Regulator Says Bailout Fund Is Misleading the Public
http://www.nytimes.com/2009/02/06/business/economy/06tarp.html?_r=1&sq=Bank%20Bailout&st=cse&scp=1&pagewanted=print

By REUTERS
WASHINGTON (Reuters) — Watchdogs monitoring the government’s bank bailout called for an overhaul Thursday, with one accusing those running it of misleading the public, while senators slammed the program as chaotic and poorly managed.
Under the $700 billion program meant to stabilize the financial system, the Treasury Department has so far spent nearly $300 billion to bolster financial institutions and automakers in exchange for preferred shares and warrants.

But in buying those securities, Henry M. Paulson Jr., then the Treasury secretary, misled the public about how it was going to price them, said Elizabeth Warren, a Harvard law professor and head of an oversight panel for the bailout, known as the Troubled Asset Relief Program, or TARP.

“Treasury simply did not do what it said it was doing,” Ms. Warren said at a hearing before the Senate banking committee. Many members of the panel condemned management of the program, which is barely four months old.
The program proceeded “in a chaotic, unorganized and ad hoc manner,” said Daniel K. Akaka, Democrat of Hawaii.
Neil M. Barofsky, another watchdog for the program, told the Senate committee his office was turning to criminal investigations. “That’s going to be a large focus of my office,” he said.

On projections by some analysts that TARP may need more money soon, Senator Evan Bayh, Democrat of Indiana, said, “There will be no additional funding for this program without airtight assurances that it will be better managed.”
The Obama administration plans to unveil a strategy on Monday aimed at reviving the credit markets, helping struggling homeowners and lifting the economy out of recession.

Tighter TARP management is expected to be a part of that package. A preview of that came Wednesday when the White House announced a $500,000 annual cap on executive pay at companies receiving TARP money.
The Bush administration began TARP in response to an alarming slowdown in global capital markets set off by a housing slump that undermined mortgage-backed bonds carried on the books of major financial institutions.

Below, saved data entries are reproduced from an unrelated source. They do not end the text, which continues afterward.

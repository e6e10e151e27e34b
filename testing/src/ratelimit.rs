//! In-memory fixed-window rate limiter, standing in for `chatify-keyvalue`'s
//! Redis Lua-scripted implementation in tests (§8 property 4, scenario S3).

use chatify_core::clock::Clock;
use chatify_core::ratelimit::{RateLimitDecision, RateLimitError, RateLimiter};
use chrono::{DateTime, Duration as ChronoDuration, Utc};
use std::collections::HashMap;
use std::future::Future;
use std::pin::Pin;
use std::sync::{Arc, Mutex};

struct Window {
    started_at: DateTime<Utc>,
    count: u32,
}

/// Fixed-window counter per sender, reset whenever the window has elapsed
/// per the injected clock rather than a wall-clock sleep.
pub struct InMemoryRateLimiter {
    clock: Arc<dyn Clock>,
    threshold: u32,
    window: ChronoDuration,
    windows: Mutex<HashMap<String, Window>>,
}

impl InMemoryRateLimiter {
    /// Allow up to `threshold` sends per `window` per sender.
    #[must_use]
    pub fn new(clock: Arc<dyn Clock>, threshold: u32, window: std::time::Duration) -> Self {
        Self {
            clock,
            threshold,
            window: ChronoDuration::from_std(window).unwrap_or(ChronoDuration::zero()),
            windows: Mutex::new(HashMap::new()),
        }
    }
}

impl RateLimiter for InMemoryRateLimiter {
    fn check_and_increment(
        &self,
        sender_id: &str,
    ) -> Pin<Box<dyn Future<Output = Result<RateLimitDecision, RateLimitError>> + Send + '_>> {
        let now = self.clock.now();
        let mut guard = self.windows.lock().expect("rate limit mutex poisoned");
        let window = guard.entry(sender_id.to_string()).or_insert(Window {
            started_at: now,
            count: 0,
        });

        if now - window.started_at >= self.window {
            window.started_at = now;
            window.count = 0;
        }

        let decision = if window.count < self.threshold {
            window.count += 1;
            RateLimitDecision::Allowed
        } else {
            RateLimitDecision::Exceeded
        };
        Box::pin(async move { Ok(decision) })
    }
}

Congress approved the $700 billion program after Mr. Paulson said it would be used to buy broken bonds and clean off banks’ balance sheets. But days after that approval, Mr. Paulson changed the focus to buying preferred shares in banks.
Ms. Warren, head of TARP’s Congressional oversight panel, told the banking committee that after three months on the job, her panel was still not getting enough answers from Treasury. She described the bailout as “an opaque process at best.”
Ms. Warren said she plans to release a report on Friday that calculates Treasury put about $254 billion into financial institutions in 2008, but got only $176 billion in value.

“That’s a shortfall of about $78 billion,” she said, adding that Mr. Paulson “was not entirely candid” in his description of TARP’s bank capital injection program.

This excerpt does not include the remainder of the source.